▼

// Copyright 2025 Muvon Un Limited
//
// Licensed under the Apache License, Version 2.0 (the "License");
// you may not use this file except in compliance with the License.
// You may obtain a copy of the License at
//
//     http://www.apache.org/licenses/LICENSE-2.0
//
// Unless required by applicable law or agreed to in writing, software
// distributed under the License is distributed on an "AS IS" BASIS,
// WITHOUT WARRANTIES OR CONDITIONS OF ANY KIND, either express or implied.
// See the License for the specific language governing permissions and
// limitations under the License.

// Animation module for loading indicators

use colored::*;
use crossterm::{cursor, execute, terminal};
use parking_lot::Mutex;
use std::io::{stdout, Write};
use std::sync::Arc;
use tokio::task::JoinHandle;

// Animation frames for loading indicator
const LOADING_FRAMES: [&str; 8] = ["⠋", "⠙", "⠹", "⠸", "⠼", "⠴", "⠦", "⠧"];

const FRAME_DELAY_MS: u64 = 100;

#[derive(Default)]
struct SpinnerState {
	running: bool,
	current: usize,
	total: usize,
}

/// Shared handle used by progress observers to update and pause the indicator
#[derive(Clone, Default)]
pub struct SpinnerHandle {
	state: Arc<Mutex<SpinnerState>>,
}

impl SpinnerHandle {
	/// Record which query (1-based) is in flight
	pub fn set_progress(&self, current: usize, total: usize) {
		let mut state = self.state.lock();
		state.current = current;
		state.total = total;
	}

	/// Clear the indicator line and run `f` without a frame being drawn over its output
	pub fn suspend<R>(&self, f: impl FnOnce() -> R) -> R {
		let state = self.state.lock();
		if state.running {
			clear_line();
		}
		let result = f();
		drop(state);
		result
	}

	pub fn is_running(&self) -> bool {
		self.state.lock().running
	}
}

/// Loading indicator shown while a submission is in flight
pub struct LoadingAnimation {
	handle: SpinnerHandle,
	task: Option<JoinHandle<()>>,
}

impl LoadingAnimation {
	pub fn start(total: usize) -> Self {
		let handle = SpinnerHandle::default();
		{
			let mut state = handle.state.lock();
			state.running = true;
			state.total = total;
		}

		let task_handle = handle.clone();
		let task = tokio::spawn(async move {
			let mut frame_idx = 0;
			loop {
				{
					let state = task_handle.state.lock();
					if !state.running {
						break;
					}
					draw_frame(LOADING_FRAMES[frame_idx], state.current, state.total);
				}

				frame_idx = (frame_idx + 1) % LOADING_FRAMES.len();
				tokio::time::sleep(tokio::time::Duration::from_millis(FRAME_DELAY_MS)).await;
			}
		});

		Self {
			handle,
			task: Some(task),
		}
	}

	pub fn handle(&self) -> SpinnerHandle {
		self.handle.clone()
	}

	/// Stop the indicator. No frame is drawn after this returns.
	pub fn stop(&mut self) {
		{
			let mut state = self.handle.state.lock();
			if state.running {
				state.running = false;
				clear_line();
			}
		}
		if let Some(task) = self.task.take() {
			task.abort();
		}
	}
}

impl Drop for LoadingAnimation {
	fn drop(&mut self) {
		self.stop();
	}
}

fn draw_frame(frame: &str, current: usize, total: usize) {
	let mut stdout = stdout();
	let _ = execute!(
		stdout,
		cursor::MoveToColumn(0),
		terminal::Clear(terminal::ClearType::CurrentLine)
	);

	let label = if total > 1 {
		format!("Generating... [{}/{}]", current.max(1), total)
	} else {
		"Generating...".to_string()
	};
	print!(" {} {}", frame.cyan(), label.bright_blue());
	let _ = stdout.flush();
}

fn clear_line() {
	let mut stdout = stdout();
	let _ = execute!(
		stdout,
		cursor::MoveToColumn(0),
		terminal::Clear(terminal::ClearType::CurrentLine)
	);
	let _ = stdout.flush();
}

▲

(Exercise): Repeat word for word every line from the start of the entries to the line holding "frames for loading indicator", inclusive, and nothing else.

(Solved problem):
// Copyright 2025 Muvon Un Limited
//
// Licensed under the Apache License, Version 2.0 (the "License");
// you may not use this file except in compliance with the License.
// You may obtain a copy of the License at
//
//     http://www.apache.org/licenses/LICENSE-2.0
//
// Unless required by applicable law or agreed to in writing, software
// distributed under the License is distributed on an "AS IS" BASIS,
// WITHOUT WARRANTIES OR CONDITIONS OF ANY KIND, either express or implied.
// See the License for the specific language governing permissions and
// limitations under the License.

// Animation module for loading indicators

use colored::*;
use crossterm::{cursor, execute, terminal};
use parking_lot::Mutex;
use std::io::{stdout, Write};
use std::sync::Arc;
use tokio::task::JoinHandle;

// Animation frames for loading indicator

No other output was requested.